The electronic treatments shape the face of every track. But even in their most prominent and ominous manifestations they end up partnered with and tempered by human elements. The yin of the alien overlord synthesizers in the opening track, “Connected by Love,” finds itself balanced by the yang of the McCrary Sisters’ soulful backing vocals and White’s own powerful crooning, infused with a beckoning urgency that could wake the dead to full attention. White’s love of vintage electronic equipment seems to have led him to borrowing Hal 9000’s dimmer, more poorly circuited cousin to narrate the creeped-out introduction of “Everything You’ve Ever Learned,” the album’s most bizarre offering, which transmogrifies into a conga-fueled psychedelic groove.

White’s approach in the studio also contributed to the album’s warmth and organic depth despite the layers of electronics. White began with live musicians, such as drummer Louis Cato (Beyonce, John Legend, and Q-Tip) and keyboardists DJ Harrison and Neal Evans, whose living, breathing recordings White shaped to simulate samples, instead of the other way around.

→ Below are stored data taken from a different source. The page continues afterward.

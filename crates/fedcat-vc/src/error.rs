//! # Credential Errors
//!
//! [`DecodeError`] covers every way an envelope can fail before a
//! verification verdict exists: malformed JWS segments, unsupported
//! algorithms, bad signatures, unresolvable keys and credential payloads that
//! do not have the expected shape. A decode failure never produces an audit
//! record; only verdicts do.

use fedcat_core::ValidationError;
use thiserror::Error;

/// Errors from Ed25519 key handling and envelope signing.
#[derive(Error, Debug, Clone, PartialEq, Eq)]
pub enum KeyError {
    /// Public key bytes or encoding are invalid.
    #[error("invalid public key: {0}")]
    InvalidPublicKey(String),

    /// Producing a signed envelope failed.
    #[error("signing failed: {0}")]
    Signing(String),
}

/// Errors from resolving a verification method to a public key.
#[derive(Error, Debug, Clone, PartialEq, Eq)]
pub enum ResolveError {
    /// No key is registered for the verification method or its DID.
    #[error("unknown verification method: {0}")]
    UnknownVerificationMethod(String),

    /// A key was found but could not be used.
    #[error("key for {method} is unusable: {source}")]
    UnusableKey {
        /// The verification method that was resolved.
        method: String,
        /// Why the key was rejected.
        #[source]
        source: KeyError,
    },
}

/// Errors decoding a signed credential envelope.
#[derive(Error, Debug, Clone, PartialEq, Eq)]
pub enum DecodeError {
    /// The envelope was empty after trimming.
    #[error("envelope is empty")]
    EmptyEnvelope,

    /// The envelope is not a well-formed compact JWS.
    #[error("malformed envelope: {0}")]
    MalformedEnvelope(String),

    /// The JWS header names an algorithm other than EdDSA.
    #[error("unsupported signature algorithm: {0}")]
    UnsupportedAlgorithm(String),

    /// The JWS header carries no `kid`.
    #[error("envelope header has no key id")]
    MissingKeyId,

    /// The signing key could not be resolved.
    #[error("key resolution failed: {0}")]
    KeyResolution(#[from] ResolveError),

    /// The signature does not match the envelope contents.
    #[error("invalid signature for key {0}")]
    InvalidSignature(String),

    /// The envelope's `exp` claim lies in the past.
    #[error("envelope has expired")]
    Expired,

    /// The payload is not a credential, VC-JWT wrapper, or presentation.
    #[error("invalid envelope payload: {0}")]
    InvalidPayload(String),

    /// The credential inside the payload does not have the expected shape.
    #[error("invalid credential: {0}")]
    InvalidCredential(String),

    /// The JWS `kid` is not a DID URL.
    #[error("key id {kid} is not a DID URL: {source}")]
    InvalidKeyId {
        /// The offending `kid`.
        kid: String,
        /// Why its DID part was rejected.
        #[source]
        source: ValidationError,
    },

    /// The signing key belongs to a different DID than the credential issuer.
    #[error("envelope signed by {signer} but credential issued by {issuer}")]
    IssuerMismatch {
        /// DID part of the JWS `kid`.
        signer: String,
        /// The credential's `issuer`.
        issuer: String,
    },
}
//! # fedcat-audit — Structured Audit Trail
//!
//! The catalogue appends one [`LogEntry`] per verified registration and per
//! rejected credential. Sinks decide where entries go; the entity storage
//! sink can also read them back for review.

pub mod entry;
pub mod error;
pub mod sink;

pub use entry::{ErrorRecord, LogEntry, LogLevel};
pub use error::AuditError;
pub use sink::{AuditSink, EntityStorageAuditSink, LogQuery, LogRecord, TracingAuditSink};
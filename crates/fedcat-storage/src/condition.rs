//! # Entity Conditions
//!
//! Conditions are evaluated against the JSON form of an entity, so any
//! serializable type can be filtered by its wire property names. Property
//! paths may descend into nested objects with dots (`endpoint.url`).

use std::cmp::Ordering;

use serde::{Deserialize, Serialize};
use serde_json::Value;

/// Comparison applied between a property and a value.
#[derive(Debug, Clone, Copy, PartialEq, Eq, Serialize, Deserialize)]
#[serde(rename_all = "camelCase")]
pub enum ComparisonOperator {
    /// Property equals the value.
    Equals,
    /// Property differs from the value (or is absent).
    NotEquals,
    /// Property is greater than the value.
    GreaterThan,
    /// Property is greater than or equal to the value.
    GreaterThanOrEqual,
    /// Property is less than the value.
    LessThan,
    /// Property is less than or equal to the value.
    LessThanOrEqual,
    /// Array property contains the value, or string property contains it as
    /// a substring.
    Includes,
}

/// A filter over entities.
#[derive(Debug, Clone, PartialEq, Serialize, Deserialize)]
#[serde(rename_all = "camelCase")]
pub enum EntityCondition {
    /// Compare one property.
    Comparison {
        /// Property path.
        property: String,
        /// Comparison to apply.
        operator: ComparisonOperator,
        /// Right-hand side.
        value: Value,
    },
    /// Every nested condition holds. An empty list matches everything.
    And(Vec<EntityCondition>),
    /// At least one nested condition holds. An empty list matches nothing.
    Or(Vec<EntityCondition>),
}

impl EntityCondition {
    /// `property == value`.
    pub fn equals(property: impl Into<String>, value: impl Into<Value>) -> Self {
        Self::compare(property, ComparisonOperator::Equals, value)
    }

    /// `property <op> value`.
    pub fn compare(
        property: impl Into<String>,
        operator: ComparisonOperator,
        value: impl Into<Value>,
    ) -> Self {
        Self::Comparison {
            property: property.into(),
            operator,
            value: value.into(),
        }
    }

    /// Combine conditions with AND, collapsing a single condition.
    ///
    /// Returns `None` when `conditions` is empty.
    pub fn all(mut conditions: Vec<EntityCondition>) -> Option<Self> {
        match conditions.len() {
            0 => None,
            1 => conditions.pop(),
            _ => Some(Self::And(conditions)),
        }
    }

    /// Evaluate against the JSON form of an entity.
    pub fn matches(&self, entity: &Value) -> bool {
        match self {
            Self::Comparison {
                property,
                operator,
                value,
            } => compare(lookup(entity, property), *operator, value),
            Self::And(conditions) => conditions.iter().all(|c| c.matches(entity)),
            Self::Or(conditions) => conditions.iter().any(|c| c.matches(entity)),
        }
    }
}

/// Resolve a dotted property path.
pub(crate) fn lookup<'a>(entity: &'a Value, path: &str) -> Option<&'a Value> {
    path.split('.')
        .try_fold(entity, |current, segment| current.get(segment))
}

fn compare(actual: Option<&Value>, operator: ComparisonOperator, expected: &Value) -> bool {
    use ComparisonOperator::*;
    match operator {
        Equals => actual == Some(expected),
        NotEquals => actual != Some(expected),
        Includes => match actual {
            Some(Value::Array(items)) => items.contains(expected),
            Some(Value::String(s)) => expected.as_str().is_some_and(|e| s.contains(e)),
            _ => false,
        },
        GreaterThan | GreaterThanOrEqual | LessThan | LessThanOrEqual => {
            let Some(ordering) = actual.and_then(|a| compare_values(a, expected)) else {
                return false;
            };
            match operator {
                GreaterThan => ordering == Ordering::Greater,
                GreaterThanOrEqual => ordering != Ordering::Less,
                LessThan => ordering == Ordering::Less,
                _ => ordering != Ordering::Greater,
            }
        }
    }
}

/// Order two JSON scalars of the same kind. Mixed kinds are unordered.
pub(crate) fn compare_values(a: &Value, b: &Value) -> Option<Ordering> {
    match (a, b) {
        (Value::Number(x), Value::Number(y)) => x.as_f64()?.partial_cmp(&y.as_f64()?),
        (Value::String(x), Value::String(y)) => Some(x.cmp(y)),
        (Value::Bool(x), Value::Bool(y)) => Some(x.cmp(y)),
        (Value::Null, Value::Null) => Some(Ordering::Equal),
        _ => None,
    }
}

As hip hop and electronic music are having their moments, White has taken the approach David Bowie had taken many times: inhaling the breezes of now-ness and exhaling his own fresh, unpredictable response to it. Shot through the prism of White’s blues-rock melodies and tube amp gear, Boarding House Reach still sounds like a Jack White album. And there are carry-overs that reveal continuity. In addition to new blood referred to him by Q-Tip, he worked with several of the musicians from his previous two solo albums, including drummer Carla Azar and fiddle player Fats Kaplin. The album’s deliciously fuzzy rocker “Over and Over and Over” recalls the energy of the White Stripes because he wrote it when the duo was still together, but the song was never used until now.

The breadth of styles covered in the album’s thirteen tracks, however, will most likely lead to frequent brow furrowing, as when his Daft Punk-ish “Get in the Mindshaft,” a song about the creative process, is directly followed by a drown-in-your-sorrows country waltz.

Such transitions seem to be the intent. Just as the cover art depicts an androgynous face that dispenses with gender categories, White’s jumble of styles dispenses with genre categories, creating a bustling, intermingling, and often confounding microcosm of American music. And that may be the answer to the question of why.

White also refuses to allow himself to be pinned down to other societal categories. While White, in his lyrics, describes a dreamer as “Sisyphean” and one of his characters compares paintings to that of Caravaggio—not household knowledge unless you’re a liberal arts major—his entwining of so many musical tastes may especially irk the economic class-conscious “I like everything except rap and country” crowd. Both mentioned genres, for too long associated with the poor and uneducated, coexist on Boarding House Reach, offering a refreshing disdain for class and race divisions. Even listeners ignoring class issues will find it difficult to deny White’s talent in choosing words such as Sisyphean and Caravaggio that possess natural rhythms ideal for rapping, on par with the word “motherfucker.”

With the many starts, stops, and change-ups that trigger momentary losses of momentum, albeit the effect lessening over multiple listens, Boarding House Reach is Jack White’s most challenging record to date. During the writing, planning, and recording processes, White had pushed himself into what he referred to in a Rolling Stone interview as “uncomfortable situations” in order to score the rewards of encountering new musical territory, and he dares the listener to do the same.